Fast forward. I had been abstinent for five years, working my program gratefully and willingly each day. I went to all of my meetings, participated in multiple AWOLs where I was able to work through the Twelve Steps, and held several service positions at the meeting and Intergroup levels. I had often heard people refer to me as an “FA cheerleader” due to my enthusiasm, gratitude, and energy to be of service and work this program.
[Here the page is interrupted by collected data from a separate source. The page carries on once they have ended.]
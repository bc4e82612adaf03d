//! Rollback and concurrency guarantees of multi-row transitions.

mod common;

use uuid::Uuid;

use agentmart_core::error::ErrorKind;
use agentmart_database::store::ListingStore;
use agentmart_entity::listing::ListingStatus;
use agentmart_service::ReviewError;

use common::{approved_listing, content, latest_in_lineage, reload, setup, update_under_review};

#[tokio::test]
async fn test_failed_promotion_rolls_back_parent_archival() {
    let (wf, store) = setup();
    let owner = Uuid::new_v4();
    let (parent, child) = update_under_review(&wf, owner, "Ticket Summarizer").await;

    // Write 1 archives the parent, write 2 promotes the child.
    store.fail_on_write(2).await;
    let err = wf.approve(child.id, Uuid::new_v4()).await.unwrap_err();
    assert_eq!(err.kind(), ErrorKind::Database);

    let parent = reload(&store, parent.id).await;
    assert_eq!(parent.status, ListingStatus::Approved);
    assert!(parent.is_latest_version);
    assert!(parent.has_active_update);
    assert_eq!(parent.slug, "ticket-summarizer");

    let child = reload(&store, child.id).await;
    assert_eq!(child.status, ListingStatus::UnderReview);
    assert!(!child.is_latest_version);
    assert_eq!(child.slug, "ticket-summarizer-v2-draft");

    // The same approval succeeds once the fault is gone.
    wf.approve(child.id, Uuid::new_v4()).await.unwrap();
    assert_eq!(latest_in_lineage(&store, parent.id).await.len(), 1);
}

#[tokio::test]
async fn test_failed_request_update_leaves_no_child() {
    let (wf, store) = setup();
    let owner = Uuid::new_v4();
    let parent = approved_listing(&wf, owner, "Lead Scorer").await;

    // Write 1 inserts the child, write 2 sets the parent flag.
    store.fail_on_write(2).await;
    assert!(wf.request_update(parent.id, owner).await.is_err());

    assert!(store.find_children(parent.id).await.unwrap().is_empty());
    assert!(!reload(&store, parent.id).await.has_active_update);
    assert!(store.find_by_slug("lead-scorer-v2-draft").await.unwrap().is_none());
}

#[tokio::test]
async fn test_failed_rejection_keeps_parent_flag() {
    let (wf, store) = setup();
    let owner = Uuid::new_v4();
    let (parent, child) = update_under_review(&wf, owner, "Lead Scorer").await;

    // Write 1 rejects the child, write 2 clears the parent flag.
    store.fail_on_write(2).await;
    assert!(wf
        .reject(child.id, Uuid::new_v4(), "needs more detail")
        .await
        .is_err());

    assert!(reload(&store, parent.id).await.has_active_update);
    let child = reload(&store, child.id).await;
    assert_eq!(child.status, ListingStatus::UnderReview);
    assert!(child.rejection_reason.is_none());
}

#[tokio::test(flavor = "multi_thread", worker_threads = 4)]
async fn test_double_approve_race_has_one_winner() {
    let (wf, store) = setup();
    let owner = Uuid::new_v4();
    let (parent, child) = update_under_review(&wf, owner, "Ticket Summarizer").await;

    let first = tokio::spawn({
        let wf = wf.clone();
        async move { wf.approve(child.id, Uuid::new_v4()).await }
    });
    let second = tokio::spawn({
        let wf = wf.clone();
        async move { wf.approve(child.id, Uuid::new_v4()).await }
    });
    let results = [first.await.unwrap(), second.await.unwrap()];

    assert_eq!(results.iter().filter(|r| r.is_ok()).count(), 1);
    let loser = results.into_iter().find_map(Result::err).unwrap();
    assert!(matches!(
        loser,
        ReviewError::InvalidState {
            current: ListingStatus::Approved,
            ..
        }
    ));

    let parent = reload(&store, parent.id).await;
    assert_eq!(parent.slug, "ticket-summarizer-v1-archived");
    assert_eq!(latest_in_lineage(&store, parent.id).await.len(), 1);
}

#[tokio::test(flavor = "multi_thread", worker_threads = 4)]
async fn test_concurrent_update_requests_spawn_one_child() {
    let (wf, store) = setup();
    let owner = Uuid::new_v4();
    let parent = approved_listing(&wf, owner, "Lead Scorer").await;

    let handles: Vec<_> = (0..8)
        .map(|_| {
            let wf = wf.clone();
            tokio::spawn(async move { wf.request_update(parent.id, owner).await })
        })
        .collect();

    let mut successes = 0;
    for handle in handles {
        match handle.await.unwrap() {
            Ok(_) => successes += 1,
            Err(ReviewError::Conflict(_)) => {}
            Err(other) => panic!("unexpected error: {other:?}"),
        }
    }
    assert_eq!(successes, 1);
    assert_eq!(store.find_children(parent.id).await.unwrap().len(), 1);
}

#[tokio::test]
async fn test_interleaved_lineages_keep_single_latest() {
    let (wf, store) = setup();
    let owner = Uuid::new_v4();
    let root = approved_listing(&wf, owner, "Ticket Summarizer").await;

    let mut live_id = root.id;
    for round in 0..4 {
        let child = wf.request_update(live_id, owner).await.unwrap();
        let mut edited = content("Ticket Summarizer");
        edited.price_cents = 1000 + round;
        wf.update_content(child.id, owner, edited).await.unwrap();
        wf.submit_for_review(child.id, owner).await.unwrap();
        if round % 2 == 0 {
            wf.approve(child.id, Uuid::new_v4()).await.unwrap();
            live_id = child.id;
        } else {
            wf.reject(child.id, Uuid::new_v4(), "needs more detail")
                .await
                .unwrap();
        }
        let latest = latest_in_lineage(&store, root.id).await;
        assert_eq!(latest.len(), 1);
        assert_eq!(latest[0].id, live_id);
        assert!(!latest[0].has_active_update);
    }

    let live = reload(&store, live_id).await;
    assert_eq!(live.slug, "ticket-summarizer");
    assert_eq!(live.content.price_cents, 1002);
}
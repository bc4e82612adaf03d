//! Core traits defined in `agentmart-core` and implemented by other crates.

pub mod service;

pub use service::Service;
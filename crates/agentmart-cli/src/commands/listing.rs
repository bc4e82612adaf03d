//! Listing inspection commands (read-only, staff view).

use std::sync::Arc;

use clap::{Args, Subcommand};
use serde::Serialize;
use tabled::Tabled;
use uuid::Uuid;

use agentmart_core::config::AppConfig;
use agentmart_core::error::AppError;
use agentmart_core::types::PageRequest;
use agentmart_database::store::ListingStore;
use agentmart_entity::listing::{Listing, ListingStatus};
use agentmart_service::Lineage;
use agentmart_service::notify::audit::LISTING_TARGET;

use crate::output::{self, OutputFormat};

/// Arguments for listing commands
#[derive(Debug, Args)]
pub struct ListingArgs {
    /// Listing subcommand
    #[command(subcommand)]
    pub command: ListingCommand,
}

/// Listing subcommands
#[derive(Debug, Subcommand)]
pub enum ListingCommand {
    /// Show one listing by ID or slug
    Show {
        /// Listing ID or slug
        target: String,
    },
    /// Show every version in a listing's lineage
    Lineage {
        /// Listing ID or slug
        target: String,
    },
    /// Show the review queue, oldest submission first
    Queue {
        /// Page number
        #[arg(short, long, default_value = "1")]
        page: u64,
        /// Items per page
        #[arg(long, default_value = "25")]
        per_page: u64,
    },
    /// Show the audit trail of a listing
    History {
        /// Listing ID
        id: Uuid,
        /// Number of entries
        #[arg(short, long, default_value = "50")]
        limit: u64,
    },
}

/// Listing display row
#[derive(Debug, Serialize, Tabled)]
struct ListingRow {
    /// ID
    id: String,
    /// Slug
    slug: String,
    /// Version
    version: i32,
    /// Status
    status: String,
    /// Live
    latest: bool,
    /// Pending update
    active_update: bool,
    /// Submitted
    submitted: String,
}

impl From<&Listing> for ListingRow {
    fn from(l: &Listing) -> Self {
        Self {
            id: l.id.to_string(),
            slug: l.slug.clone(),
            version: l.version,
            status: l.status.to_string(),
            latest: l.is_latest_version,
            active_update: l.has_active_update,
            submitted: l
                .submitted_at
                .map(|t| t.format("%Y-%m-%d %H:%M").to_string())
                .unwrap_or_else(|| "-".to_string()),
        }
    }
}

/// Audit display row
#[derive(Debug, Serialize, Tabled)]
struct HistoryRow {
    /// Time
    time: String,
    /// Actor
    actor: String,
    /// Action
    action: String,
    /// Details
    details: String,
}

/// Execute listing commands
pub async fn execute(
    args: &ListingArgs,
    config: &AppConfig,
    format: OutputFormat,
) -> Result<(), AppError> {
    let pool = super::create_db_pool(config).await?;
    let store: Arc<dyn ListingStore> = Arc::new(pool.listing_store());

    match &args.command {
        ListingCommand::Show { target } => {
            let listing = find(store.as_ref(), target).await?;
            match format {
                OutputFormat::Json => output::print_json(&listing),
                OutputFormat::Table => print_listing(&listing),
            }
        }
        ListingCommand::Lineage { target } => {
            let listing = find(store.as_ref(), target).await?;
            let lineage = Lineage::load(store.as_ref(), listing).await?;
            match format {
                OutputFormat::Json => output::print_json(&lineage),
                OutputFormat::Table => {
                    let rows: Vec<ListingRow> =
                        lineage.versions.iter().map(ListingRow::from).collect();
                    output::print_list(&rows, format);
                    if lineage.live_id.is_none() {
                        output::print_warning("No version of this lineage is live.");
                    }
                }
            }
        }
        ListingCommand::Queue { page, per_page } => {
            let page = store
                .find_by_status(ListingStatus::UnderReview, &PageRequest::new(*page, *per_page))
                .await?;
            let rows: Vec<ListingRow> = page.items.iter().map(ListingRow::from).collect();
            output::print_list(&rows, format);
            if format == OutputFormat::Table {
                println!(
                    "Page {} of {} ({} waiting)",
                    page.page, page.total_pages, page.total_items
                );
            }
        }
        ListingCommand::History { id, limit } => {
            let history = pool
                .audit_repository()
                .find_by_target(LISTING_TARGET, *id, &PageRequest::new(1, *limit))
                .await?;
            let rows: Vec<HistoryRow> = history
                .items
                .iter()
                .map(|e| HistoryRow {
                    time: e.created_at.format("%Y-%m-%d %H:%M:%S").to_string(),
                    actor: e
                        .actor_id
                        .map(|a| a.to_string())
                        .unwrap_or_else(|| "system".to_string()),
                    action: e.action.clone(),
                    details: e
                        .details
                        .as_ref()
                        .map(|d| d.to_string())
                        .unwrap_or_default(),
                })
                .collect();
            output::print_list(&rows, format);
        }
    }

    pool.close().await;
    Ok(())
}

/// Resolve a listing by ID, falling back to slug.
async fn find(store: &dyn ListingStore, target: &str) -> Result<Listing, AppError> {
    let found = match Uuid::parse_str(target) {
        Ok(id) => store.find_by_id(id).await?,
        Err(_) => store.find_by_slug(target).await?,
    };
    found.ok_or_else(|| AppError::not_found(format!("Listing '{target}' not found")))
}

fn print_listing(l: &Listing) {
    output::print_kv("ID", &l.id.to_string());
    output::print_kv("Slug", &l.slug);
    output::print_kv("Title", &l.content.title);
    output::print_kv("Owner", &l.owner_id.to_string());
    output::print_kv("Version", &l.version.to_string());
    output::print_kv("Status", l.status.as_str());
    output::print_kv(
        "Parent",
        &l.parent_id
            .map(|p| p.to_string())
            .unwrap_or_else(|| "-".to_string()),
    );
    output::print_kv("Live", &l.is_latest_version.to_string());
    output::print_kv("Pending update", &l.has_active_update.to_string());
    if let Some(reason) = &l.rejection_reason {
        output::print_kv("Rejection reason", reason);
    }
    output::print_kv("Updated", &l.updated_at.to_rfc3339());
}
But addiction is a sneaky disease. After six years in program and five years of abstinence, I went back to day one. The honest truth was that my food was “off” on a vacation.
We ate breakfast at the resort every morning, and one day, I decided my breakfast fruit wasn’t big enough. So instead of going with my normal restaurant mantra of “less is more,” I decided to cut up the fruit and add other fruits to the plate. My thought was “I’ll share this with my boyfriend and so I will probably get about 6 ounces.” But that’s not what happened. I ended up eating almost the entire plate of fruit. One day on our trip, as we were lying on the beach, my boyfriend asked if I wanted to take a sip from a fruit drink he had. I tasted it and was unimpressed – “too sweet, yuck!” and that was that.
Looking back, I wish I hadn’t done these things on my vacation. I wish I could say I have over five years of abstinence. I wish I didn’t have to let go of my sponsee. I wish I could have kept my service positions at my meetings, at Intergroup, and kept my spot as a voting member for this year’s business convention. But God had a different plan for me.
I have learned so much during these last couple of months. I recently reached my 90 days again and am able to share my experience, strength and hope with fellows from the front of the room. I am able to hold some service positions in my meetings again and am excited to get back into service.
I can’t go back and reverse those decisions. I can only learn from them. I have learned that abstinence is key, and at the same time I am working towards living a life full of recovery. I don’t want to just count my days, weigh and measure my food, and show up at meetings. I want this program and the Twelve Steps to fill my life, lift my fears, doubts and insecurities, help me make decisions, and teach me how to be the person God wants me to be.
I am living this program one day at a time, and I am grateful for every day I am not hurting myself with food.